Ossos do ofício
Ossos do ofício
Durante algum tempo me senti o rei da cocada preta; cheguei a pensar que só a mim os alunos recebessem tão calorosamente ao chegar à sala de aula. Até que um dia na sala dos professores uma chorosa colega de ofício não suportando mais a angustia começou a falar:
- Adoro o jeito como sou tratada por meus alunos; - confesso que fiquei curioso e enciumado ao mesmo tempo - quando entro na sala, de pronto surge o comitê de recepção com as clássicas perguntas:
- Mais professora você veio hoje?
- Por que você não ficou em casa professora?
- Juro que o mínimo que me dá é uma vontade louca de voltar desesperadamente correndo para casa. Mas, resignada, respiro fundo, ignoro-os, e fico calada, percebo que eles não entendem sequer que eu faço um esforço sobrenatural para não ter que bancar o seu saraiva. Enquanto tento me acalmar, faço a seguinte prece: Pai perdoe-lhes, pois eles não sabem perguntar.
Como de costume, acomodo lentamente meus livros sobre a mesa; que não é exatamente o que se possa chamar de mesa, nem mesmo é a minha mesa, eu adoraria ter uma.
A baderna se instaura, até parece que só estavam esperando por mim. Quase a ponto de explodir, sento e continuo calada, ora cabisbaixa, ora contemplando a face de alguns (bons alunos) que me olham e esperam aflitos que eu tome alguma enérgica atitude. Não o faço; e isso os incomoda.
- Professora! Manda esses meninos calar a boca!
- E aí professora!?
- Também os ignoro. E agora que alguém manifestou sua indignação, torço para que eles percebam o erro que estão cometendo, se aquietem e me deixem trabalhar; não percebem, e muito menos se aquietam. Muito pelo contrário, os ânimos se exaltam, e agora a sala se divide em “bons e maus alunos”.
A discussão está acirrada, ouço os gritos de alguém.

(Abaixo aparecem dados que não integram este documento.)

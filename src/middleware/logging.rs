//! Request logging middleware.
//!
//! Logs every HTTP request with method, path, status code, and latency.

use axum::{body::Body, http::Request, middleware::Next, response::Response};
use std::time::Instant;
use tracing::{info, warn};

/// Paths polled by probes; never logged.
const QUIET_PATHS: [&str; 1] = ["/api/healthz"];

/// Logs at INFO level for successful and client-error requests, WARN for 5xx.
pub async fn request_logging(request: Request<Body>, next: Next) -> Response {
    let method = request.method().clone();
    let path = request.uri().path().to_string();

    if QUIET_PATHS.contains(&path.as_str()) {
        return next.run(request).await;
    }

    let start = Instant::now();
    let response = next.run(request).await;
    let latency = start.elapsed();
    let status = response.status().as_u16();

    if status >= 500 {
        warn!(
            method = %method,
            path = %path,
            status = status,
            latency_ms = latency.as_millis(),
            "Request failed (5xx)"
        );
    } else if status >= 400 {
        info!(
            method = %method,
            path = %path,
            status = status,
            latency_ms = latency.as_millis(),
            "Request completed (4xx)"
        );
    } else {
        info!(
            method = %method,
            path = %path,
            status = status,
            latency_ms = latency.as_millis(),
            "Request completed"
        );
    }

    response
}
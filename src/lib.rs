//! Chirpy Backend Library
//!
//! Persistence and identity core for a small message board, plus the thin
//! HTTP layer the `chirpy` binary serves.

pub mod api;
pub mod auth;
pub mod config;
pub mod error;
pub mod middleware;
pub mod moderation;
pub mod repo;
pub mod store;

pub use error::{ChirpyError, Result};
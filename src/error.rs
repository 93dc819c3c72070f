//! Error taxonomy shared by the store, repositories and auth layers.

/// Every failure the core can report to the HTTP layer.
#[derive(Debug)]
pub enum ChirpyError {
    /// Backing file could not be read, written or (de)serialized.
    StorageUnavailable(String),
    /// Lookup miss; carries a short description of what was missing.
    NotFound(String),
    EmailExists,
    /// Caller does not own the resource it tried to mutate.
    NotAuthorized,
    InvalidToken,
    TokenExpired,
    TokenNotFound,
    HashingFailure(String),
    TokenSigning(String),
    EntropyUnavailable(String),
    /// Token lifetime pushes its expiry past the representable time range.
    LifetimeOverflow(String),
}

impl ChirpyError {
    pub fn not_found(what: impl Into<String>) -> Self {
        Self::NotFound(what.into())
    }

    /// True for the failures that must be reported uniformly as "unauthenticated".
    pub fn is_unauthenticated(&self) -> bool {
        matches!(
            self,
            Self::InvalidToken | Self::TokenExpired | Self::TokenNotFound
        )
    }
}

impl std::fmt::Display for ChirpyError {
    fn fmt(&self, f: &mut std::fmt::Formatter<'_>) -> std::fmt::Result {
        match self {
            Self::StorageUnavailable(e) => write!(f, "Storage unavailable: {}", e),
            Self::NotFound(what) => write!(f, "Not found: {}", what),
            Self::EmailExists => write!(f, "Email already exists"),
            Self::NotAuthorized => write!(f, "Not authorized"),
            Self::InvalidToken => write!(f, "Invalid token"),
            Self::TokenExpired => write!(f, "Token expired"),
            Self::TokenNotFound => write!(f, "Token not found"),
            Self::HashingFailure(e) => write!(f, "Hashing failure: {}", e),
            Self::TokenSigning(e) => write!(f, "Token signing failure: {}", e),
            Self::EntropyUnavailable(e) => write!(f, "Entropy unavailable: {}", e),
            Self::LifetimeOverflow(e) => write!(f, "Token lifetime overflow: {}", e),
        }
    }
}

impl std::error::Error for ChirpyError {}

impl From<std::io::Error> for ChirpyError {
    fn from(e: std::io::Error) -> Self {
        Self::StorageUnavailable(e.to_string())
    }
}

impl From<serde_json::Error> for ChirpyError {
    fn from(e: serde_json::Error) -> Self {
        Self::StorageUnavailable(e.to_string())
    }
}

impl From<bcrypt::BcryptError> for ChirpyError {
    fn from(e: bcrypt::BcryptError) -> Self {
        Self::HashingFailure(e.to_string())
    }
}

pub type Result<T, E = ChirpyError> = std::result::Result<T, E>;

#[cfg(test)]
mod tests {
    use super::*;

    #[test]
    fn test_unauthenticated_grouping() {
        assert!(ChirpyError::InvalidToken.is_unauthenticated());
        assert!(ChirpyError::TokenExpired.is_unauthenticated());
        assert!(ChirpyError::TokenNotFound.is_unauthenticated());

        assert!(!ChirpyError::NotAuthorized.is_unauthenticated());
        assert!(!ChirpyError::not_found("user 1").is_unauthenticated());
    }

    #[test]
    fn test_io_error_maps_to_storage_unavailable() {
        let io = std::io::Error::new(std::io::ErrorKind::PermissionDenied, "denied");
        let err: ChirpyError = io.into();
        assert!(matches!(err, ChirpyError::StorageUnavailable(_)));
        assert!(err.to_string().contains("denied"));
    }
}
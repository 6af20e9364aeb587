use std::cmp::Ordering;

use crate::{Error, IntoVersion, Version};

/// Signed comparison of two inputs: `-1`, `0` or `1`.
pub fn compare<A, B>(version_a: A, version_b: B) -> Result<i8, Error>
where
    A: IntoVersion,
    B: IntoVersion,
{
    version_a
        .into_version()
        .and_then(|version_a| version_a.compare_to(version_b))
        .map(|ordering| match ordering {
            Ordering::Less => -1,
            Ordering::Equal => 0,
            Ordering::Greater => 1,
        })
}

/// Greatest of the given versions. Among equal versions the last one is
/// selected.
pub fn max_version<I>(versions: I) -> Result<Version, Error>
where
    I: IntoIterator,
    I::Item: IntoVersion,
{
    max_position(versions).map(|(_, version)| version)
}

/// Least of the given versions. Among equal versions the first one is
/// selected.
pub fn min_version<I>(versions: I) -> Result<Version, Error>
where
    I: IntoIterator,
    I::Item: IntoVersion,
{
    min_position(versions).map(|(_, version)| version)
}

/// Same as [`max_version`], additionally returning the index of the selected
/// element.
pub fn max_position<I>(versions: I) -> Result<(usize, Version), Error>
where
    I: IntoIterator,
    I::Item: IntoVersion,
{
    select(versions, Ordering::is_ge)
}

/// Same as [`min_version`], additionally returning the index of the selected
/// element.
pub fn min_position<I>(versions: I) -> Result<(usize, Version), Error>
where
    I: IntoIterator,
    I::Item: IntoVersion,
{
    select(versions, Ordering::is_lt)
}

/// Left fold in which the next element replaces the accumulator whenever
/// `replaces` accepts the ordering of the next element relative to it.
fn select<I>(
    versions: I,
    replaces: fn(Ordering) -> bool,
) -> Result<(usize, Version), Error>
where
    I: IntoIterator,
    I::Item: IntoVersion,
{
    let mut versions = versions.into_iter().enumerate();

    let first = versions
        .next()
        .ok_or(Error::EmptyInput)
        .and_then(|(position, version)| {
            version.into_version().map(|version| (position, version))
        })?;

    versions.try_fold(first, |selected, (position, version)| {
        version.into_version().map(|version| {
            if replaces(version.cmp(&selected.1)) {
                (position, version)
            } else {
                selected
            }
        })
    })
}
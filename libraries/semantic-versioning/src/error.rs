use std::num::ParseIntError;

use thiserror::Error as ThisError;

#[derive(Debug, Clone, PartialEq, Eq, ThisError)]
pub enum Error {
    #[error("Unsupported version input type! Received {kind}.")]
    UnsupportedType { kind: &'static str },
    #[error("Invalid version input! Cause: {0}")]
    Validation(#[from] Validation),
    #[error("Failed to parse version component {atom:?}! Cause: {source}")]
    Parse {
        atom: String,
        #[source]
        source: ParseIntError,
    },
    #[error("Can't select a version out of an empty collection!")]
    EmptyInput,
}

#[derive(Debug, Clone, Copy, PartialEq, Eq, ThisError)]
pub enum Validation {
    #[error(
        "Version supports only major, minor and patch components, but \
        {count} were given!"
    )]
    TooManyComponents { count: usize },
    #[error("Version components must be non-negative, but {value} was given!")]
    Negative { value: i128 },
    #[error("Version component doesn't fit in an unsigned 64-bit integer!")]
    OutOfRange,
}
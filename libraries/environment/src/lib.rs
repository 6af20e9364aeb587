use std::{borrow::Borrow, env};

use anyhow::{Context as _, Result};

pub trait ReadFromVar: Sized {
    fn read_from_var<S>(variable: S) -> Result<Self>
    where
        S: Borrow<str> + Into<String>;

    /// Returns `None` when the variable is not set at all.
    fn read_from_optional_var<S>(variable: S) -> Result<Option<Self>>
    where
        S: Borrow<str> + Into<String>,
    {
        if env::var_os(variable.borrow()).is_some() {
            Self::read_from_var(variable).map(Some)
        } else {
            Ok(None)
        }
    }
}

impl ReadFromVar for String {
    fn read_from_var<S>(variable: S) -> Result<Self>
    where
        S: Borrow<str> + Into<String>,
    {
        let variable = variable.borrow();

        env::var(variable).with_context(|| {
            format!("Failed to read environment variable {variable:?}!")
        })
    }
}

/// Boolean switch, enabled by `1`, `y`, `Y`, `yes` or `true`.
#[derive(Debug, Clone, Copy, PartialEq, Eq)]
#[must_use]
pub struct Flag(bool);

impl Flag {
    const ENABLED: [&'static str; 5] = ["1", "y", "Y", "yes", "true"];

    pub fn parse(value: &str) -> Self {
        Self(Self::ENABLED.contains(&value))
    }

    #[must_use]
    pub const fn get(self) -> bool {
        self.0
    }
}

impl ReadFromVar for Flag {
    fn read_from_var<S>(variable: S) -> Result<Self>
    where
        S: Borrow<str> + Into<String>,
    {
        String::read_from_var(variable).map(|value| Self::parse(&value))
    }
}

#[test]
fn flag_values() {
    for value in Flag::ENABLED {
        assert!(Flag::parse(value).get(), "{value:?}");
    }

    for value in ["", "0", "n", "no", "false", "TRUE", " 1"] {
        assert!(!Flag::parse(value).get(), "{value:?}");
    }
}

#[test]
fn missing_optional_variable() {
    assert_eq!(
        String::read_from_optional_var(
            "ENVIRONMENT_TEST_VARIABLE_THAT_IS_NEVER_SET"
        )
        .unwrap(),
        None
    );

    String::read_from_var("ENVIRONMENT_TEST_VARIABLE_THAT_IS_NEVER_SET")
        .unwrap_err();
}
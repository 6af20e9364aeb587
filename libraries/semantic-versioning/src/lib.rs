use std::{
    cmp::Ordering,
    fmt::{self, Display, Formatter},
    str::FromStr,
};

use serde::{Deserialize, Serialize, Serializer};

pub use self::{
    aggregate::{compare, max_position, max_version, min_position, min_version},
    error::{Error, Validation},
    input::{Components, Input},
};

pub mod aggregate;
mod error;
mod input;

pub type VersionSegment = u64;

#[derive(
    Debug, Copy, Clone, Ord, PartialOrd, Eq, PartialEq, Hash, Deserialize,
)]
#[serde(try_from = "Input")]
#[must_use]
pub struct Version {
    major: VersionSegment,
    minor: VersionSegment,
    patch: VersionSegment,
}

impl Display for Version {
    fn fmt(&self, f: &mut Formatter<'_>) -> fmt::Result {
        f.write_fmt(format_args!(
            "{}.{}.{}",
            self.major, self.minor, self.patch
        ))
    }
}

impl Serialize for Version {
    fn serialize<S>(&self, serializer: S) -> Result<S::Ok, S::Error>
    where
        S: Serializer,
    {
        serializer.collect_str(self)
    }
}

impl Version {
    /// Version assumed when none is given, `0.1.0`.
    pub const DEFAULT: Self = Self::new(0, 1, 0);

    pub const fn new(
        major: VersionSegment,
        minor: VersionSegment,
        patch: VersionSegment,
    ) -> Self {
        Self {
            major,
            minor,
            patch,
        }
    }

    /// Normalizes any accepted input shape into a version.
    pub fn from_input<T>(input: T) -> Result<Self, Error>
    where
        T: Into<Input>,
    {
        Self::try_from(input.into())
    }

    #[must_use]
    pub const fn major(&self) -> VersionSegment {
        self.major
    }

    #[must_use]
    pub const fn minor(&self) -> VersionSegment {
        self.minor
    }

    #[must_use]
    pub const fn patch(&self) -> VersionSegment {
        self.patch
    }

    /// Compares against either a version or raw input, normalizing the
    /// latter first. Normalization failures are returned instead of being
    /// treated as an ordering.
    pub fn compare_to<T>(&self, other: T) -> Result<Ordering, Error>
    where
        T: IntoVersion,
    {
        other.into_version().map(|other| self.cmp(&other))
    }

    pub const fn bump_major(self) -> Self {
        Self::new(self.major + 1, 0, 0)
    }

    pub const fn bump_minor(self) -> Self {
        Self::new(self.major, self.minor + 1, 0)
    }

    pub const fn bump_patch(self) -> Self {
        Self::new(self.major, self.minor, self.patch + 1)
    }
}

impl Default for Version {
    #[inline]
    fn default() -> Self {
        Self::DEFAULT
    }
}

impl FromStr for Version {
    type Err = Error;

    fn from_str(s: &str) -> Result<Self, Self::Err> {
        Self::try_from(Input::from(s))
    }
}

/// Explicit conversion step taken by every comparison against raw input.
pub trait IntoVersion {
    fn into_version(self) -> Result<Version, Error>;
}

impl IntoVersion for Version {
    #[inline]
    fn into_version(self) -> Result<Version, Error> {
        Ok(self)
    }
}

impl IntoVersion for &Version {
    #[inline]
    fn into_version(self) -> Result<Version, Error> {
        Ok(*self)
    }
}

impl<const N: usize> IntoVersion for [i128; N] {
    #[inline]
    fn into_version(self) -> Result<Version, Error> {
        Version::from_input(self)
    }
}

impl<const N: usize> IntoVersion for &[i128; N] {
    #[inline]
    fn into_version(self) -> Result<Version, Error> {
        Version::from_input(self)
    }
}

macro_rules! impl_into_version_through_input {
    ($($type:ty),+ $(,)?) => {
        $(
            impl IntoVersion for $type {
                #[inline]
                fn into_version(self) -> Result<Version, Error> {
                    Version::from_input(self)
                }
            }
        )+
    };
}

impl_into_version_through_input![
    (),
    Input,
    &Input,
    &str,
    String,
    &String,
    i128,
    &i128,
    Vec<i128>,
    &Vec<i128>,
    &[i128],
    (i128,),
    (i128, i128),
    (i128, i128, i128),
    Components,
    &Components,
];

/// Comparisons against raw input normalize it through [`IntoVersion`]. Input
/// that fails to normalize is incomparable: every relation is `false` and
/// `!=` is `true`. Use [`Version::compare_to`] when the input is untrusted,
/// since it returns the normalization error instead.
macro_rules! impl_raw_comparisons {
    ($($type:ty),+ $(,)?) => {
        $(
            impl PartialEq<$type> for Version {
                #[inline]
                fn eq(&self, other: &$type) -> bool {
                    self.compare_to(other).is_ok_and(Ordering::is_eq)
                }
            }

            impl PartialOrd<$type> for Version {
                #[inline]
                fn partial_cmp(&self, other: &$type) -> Option<Ordering> {
                    self.compare_to(other).ok()
                }
            }

            impl PartialEq<Version> for $type {
                #[inline]
                fn eq(&self, other: &Version) -> bool {
                    other.eq(self)
                }
            }

            impl PartialOrd<Version> for $type {
                #[inline]
                fn partial_cmp(&self, other: &Version) -> Option<Ordering> {
                    other.partial_cmp(self).map(Ordering::reverse)
                }
            }
        )+
    };
}

impl_raw_comparisons![str, String, i128, Input, Components, Vec<i128>, [i128]];

// Text that fails to normalize is incomparable here as well; untrusted text
// goes through `Version::compare_to`.
impl PartialEq<&str> for Version {
    #[inline]
    fn eq(&self, other: &&str) -> bool {
        self.compare_to(*other).is_ok_and(Ordering::is_eq)
    }
}

impl PartialOrd<&str> for Version {
    #[inline]
    fn partial_cmp(&self, other: &&str) -> Option<Ordering> {
        self.compare_to(*other).ok()
    }
}

impl PartialEq<Version> for &str {
    #[inline]
    fn eq(&self, other: &Version) -> bool {
        other.eq(self)
    }
}

impl PartialOrd<Version> for &str {
    #[inline]
    fn partial_cmp(&self, other: &Version) -> Option<Ordering> {
        other.partial_cmp(self).map(Ordering::reverse)
    }
}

- Seu bando de mal educados! A professora vem pra dá aula e vocês ficam aí fazendo bagunça.
- Ergo a cabeça, e enquanto estou ali, pergunto a mim mesma, meu Deus, onde foi que eu errei?
Após ouvi-la, senti-me aliviado, pude perceber que nós dois partilhávamos a mesma dor. A infelicidade dela, era a minha alegria. Como diz o poeta, “enquanto um chora o outro rir”.